O valor nutritivo do arroz integral é tal que, segundo a Macrobiótica, existe uma dieta baseada praticamente nesse alimento, devido ao facto de este activar as funções de limpeza natural do organismo, mantendo-o, ao mesmo tempo, equilibrado. Este regime assenta no facto de muitas doenças surgirem devido ao mau funcionamento intestinal e, de acordo com os macrobióticos, esta dieta exclusiva do arroz integral só deve ser efectuada durante uma semana e, sempre, após consulta médica.

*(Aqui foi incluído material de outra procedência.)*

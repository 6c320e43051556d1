//! Report datasets
//!
//! A [`ReportDataset`] is a summary plus ordered detail rows, built fresh
//! for every request and dropped once the response is written.

use crate::core::aggregate::{AttendanceTally, BandDistribution, SubmissionTally};
use crate::domain::{ClassId, ClassrollError, Result, TeacherId};
use chrono::{NaiveDate, NaiveDateTime};
use serde::Serialize;
use serde_json::Value;
use std::fmt;
use std::str::FromStr;

/// Longest date range a report may cover
pub const MAX_RANGE_DAYS: i64 = 366;

/// Report kinds offered by the portal
#[derive(Debug, Clone, Copy, PartialEq, Eq, Hash, Serialize)]
#[serde(rename_all = "snake_case")]
pub enum ReportKind {
    Attendance,
    AttendanceLog,
    ClassPerformance,
    Assignments,
}

impl ReportKind {
    pub const ALL: [ReportKind; 4] = [
        ReportKind::Attendance,
        ReportKind::AttendanceLog,
        ReportKind::ClassPerformance,
        ReportKind::Assignments,
    ];

    pub fn as_str(&self) -> &'static str {
        match self {
            ReportKind::Attendance => "attendance",
            ReportKind::AttendanceLog => "attendance_log",
            ReportKind::ClassPerformance => "class_performance",
            ReportKind::Assignments => "assignments",
        }
    }

    /// Heading used on documents
    pub fn title(&self) -> &'static str {
        match self {
            ReportKind::Attendance => "Attendance Report",
            ReportKind::AttendanceLog => "Attendance Log",
            ReportKind::ClassPerformance => "Class Performance Report",
            ReportKind::Assignments => "Assignment Completion Report",
        }
    }
}

impl fmt::Display for ReportKind {
    fn fmt(&self, f: &mut fmt::Formatter<'_>) -> fmt::Result {
        f.write_str(self.as_str())
    }
}

impl FromStr for ReportKind {
    type Err = ClassrollError;

    fn from_str(s: &str) -> Result<Self> {
        let wanted = s.trim().to_ascii_lowercase().replace('-', "_");
        ReportKind::ALL
            .into_iter()
            .find(|kind| kind.as_str() == wanted)
            .ok_or_else(|| ClassrollError::Validation(format!("Unknown report type '{s}'")))
    }
}

/// Active filters of a report request
#[derive(Debug, Clone, PartialEq, Eq, Serialize)]
pub struct ReportFilters {
    pub teacher_id: TeacherId,
    /// `None` means all of the teacher's classes
    pub class_id: Option<ClassId>,
    pub start_date: NaiveDate,
    pub end_date: NaiveDate,
}

impl ReportFilters {
    /// # Errors
    ///
    /// `Validation` when the range is reversed or longer than
    /// [`MAX_RANGE_DAYS`].
    pub fn new(
        teacher_id: TeacherId,
        class_id: Option<ClassId>,
        start_date: NaiveDate,
        end_date: NaiveDate,
    ) -> Result<Self> {
        if end_date < start_date {
            return Err(ClassrollError::Validation(
                "end_date must not be before start_date".to_string(),
            ));
        }
        if (end_date - start_date).num_days() >= MAX_RANGE_DAYS {
            return Err(ClassrollError::Validation(format!(
                "Date range cannot exceed {MAX_RANGE_DAYS} days"
            )));
        }
        Ok(Self {
            teacher_id,
            class_id,
            start_date,
            end_date,
        })
    }

    /// Class scope as shown in filenames and metadata
    pub fn class_scope(&self) -> &str {
        self.class_id.as_ref().map_or("all", |c| c.as_str())
    }

    pub fn period(&self) -> String {
        format!(
            "{} to {}",
            self.start_date.format("%Y-%m-%d"),
            self.end_date.format("%Y-%m-%d")
        )
    }
}

/// Detail column: stable key plus header label
#[derive(Debug, Clone, Copy, PartialEq, Eq, Serialize)]
pub struct Column {
    pub key: &'static str,
    pub label: &'static str,
}

impl Column {
    pub const fn new(key: &'static str, label: &'static str) -> Self {
        Self { key, label }
    }
}

/// Per-class average inside a performance summary
#[derive(Debug, Clone, PartialEq, Serialize)]
pub struct ClassAverage {
    pub class_id: ClassId,
    pub label: String,
    pub students: u64,
    pub average: Option<f64>,
}

#[derive(Debug, Clone, Default, PartialEq, Serialize)]
pub struct AttendanceSummary {
    pub students: u64,
    pub classes: u64,
    pub days_recorded: u64,
    pub totals: AttendanceTally,
    pub attendance_rate: f64,
    pub distribution: BandDistribution,
}

#[derive(Debug, Clone, Default, PartialEq, Serialize)]
pub struct AttendanceLogSummary {
    pub marks: u64,
    pub totals: AttendanceTally,
    pub first_date: Option<NaiveDate>,
    pub last_date: Option<NaiveDate>,
}

#[derive(Debug, Clone, Default, PartialEq, Serialize)]
pub struct PerformanceSummary {
    pub students: u64,
    pub assessments: u64,
    pub overall_average: Option<f64>,
    pub class_averages: Vec<ClassAverage>,
    pub distribution: BandDistribution,
}

#[derive(Debug, Clone, Default, PartialEq, Serialize)]
pub struct AssignmentSummary {
    pub assignments: u64,
    /// Sum of enrolled head counts across assignments
    pub expected_submissions: u64,
    pub totals: SubmissionTally,
    pub completion_rate: u32,
}

/// Summary aggregate, one shape per report kind
#[derive(Debug, Clone, PartialEq, Serialize)]
#[serde(tag = "type", rename_all = "snake_case")]
pub enum ReportSummary {
    Attendance(AttendanceSummary),
    AttendanceLog(AttendanceLogSummary),
    ClassPerformance(PerformanceSummary),
    Assignments(AssignmentSummary),
}

impl ReportSummary {
    /// Short human-readable lines for document metadata
    pub fn lines(&self) -> Vec<String> {
        match self {
            ReportSummary::Attendance(s) => vec![
                format!("Students: {}  Classes: {}", s.students, s.classes),
                format!(
                    "Present: {}  Absent: {}  Late: {}  Excused: {}",
                    s.totals.present, s.totals.absent, s.totals.late, s.totals.excused
                ),
                format!("Attendance rate: {:.1}%", s.attendance_rate),
            ],
            ReportSummary::AttendanceLog(s) => vec![format!(
                "Marks: {}  Present: {}  Absent: {}  Late: {}  Excused: {}",
                s.marks, s.totals.present, s.totals.absent, s.totals.late, s.totals.excused
            )],
            ReportSummary::ClassPerformance(s) => vec![
                format!("Students: {}  Assessments: {}", s.students, s.assessments),
                match s.overall_average {
                    Some(avg) => format!("Overall average: {avg:.1}%"),
                    None => "Overall average: n/a".to_string(),
                },
            ],
            ReportSummary::Assignments(s) => vec![
                format!(
                    "Assignments: {}  Submitted: {}  Late: {}  Missing: {}",
                    s.assignments, s.totals.submitted, s.totals.late, s.totals.missing
                ),
                format!("Completion rate: {}%", s.completion_rate),
            ],
        }
    }
}

/// Summary plus ordered detail rows for one report request
#[derive(Debug, Clone, PartialEq, Serialize)]
pub struct ReportDataset {
    pub kind: ReportKind,
    pub filters: ReportFilters,
    pub generated_at: NaiveDateTime,
    pub summary: ReportSummary,
    pub columns: Vec<Column>,
    /// One cell per column, in column order
    pub rows: Vec<Vec<Value>>,
    /// Join rows dropped while building the dataset
    pub skipped_rows: usize,
}

impl ReportDataset {
    pub fn is_empty(&self) -> bool {
        self.rows.is_empty()
    }

    pub fn labels(&self) -> Vec<&'static str> {
        self.columns.iter().map(|c| c.label).collect()
    }

    /// Rows rendered to display text, column aligned
    pub fn text_rows(&self) -> Vec<Vec<String>> {
        self.rows
            .iter()
            .map(|row| {
                (0..self.columns.len())
                    .map(|i| row.get(i).map(cell_text).unwrap_or_default())
                    .collect()
            })
            .collect()
    }
}

/// Display text for one cell; null renders empty
pub fn cell_text(value: &Value) -> String {
    match value {
        Value::Null => String::new(),
        Value::String(s) => s.clone(),
        Value::Bool(b) => b.to_string(),
        Value::Number(n) => match n.as_f64() {
            Some(f) if n.is_f64() => format!("{f:.1}"),
            _ => n.to_string(),
        },
        other => other.to_string(),
    }
}

/// Outcome of building a report
#[derive(Debug, Clone, PartialEq)]
pub enum ReportOutcome {
    Ready(ReportDataset),
    /// Valid query, nothing to report
    NoData { message: String },
}

pub const NO_DATA_MESSAGE: &str = "No data found for the selected criteria";

impl ReportOutcome {
    pub fn from_dataset(dataset: ReportDataset) -> Self {
        if dataset.is_empty() {
            ReportOutcome::NoData {
                message: NO_DATA_MESSAGE.to_string(),
            }
        } else {
            ReportOutcome::Ready(dataset)
        }
    }
}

O arroz é ainda um alimento considerado anti-alérgico, pois não contém glutén, pelo que é escolhido como base da alimentação de pessoas que sofrem de determinadas alergias alimentares, como é a doença celíaca. Também aqueles que não toleram a proteína do leite (alérgicos à lactose), têm nas bebidas elaboradas à base de arroz uma alternativa.

Mesmo aqueles que não são adeptos do vegetarianismo ou da macrobiótica, devem considerar substituir o arroz branco pelo integral, passando, desta forma, a introduzir na alimentação diária maior valor nutritivo.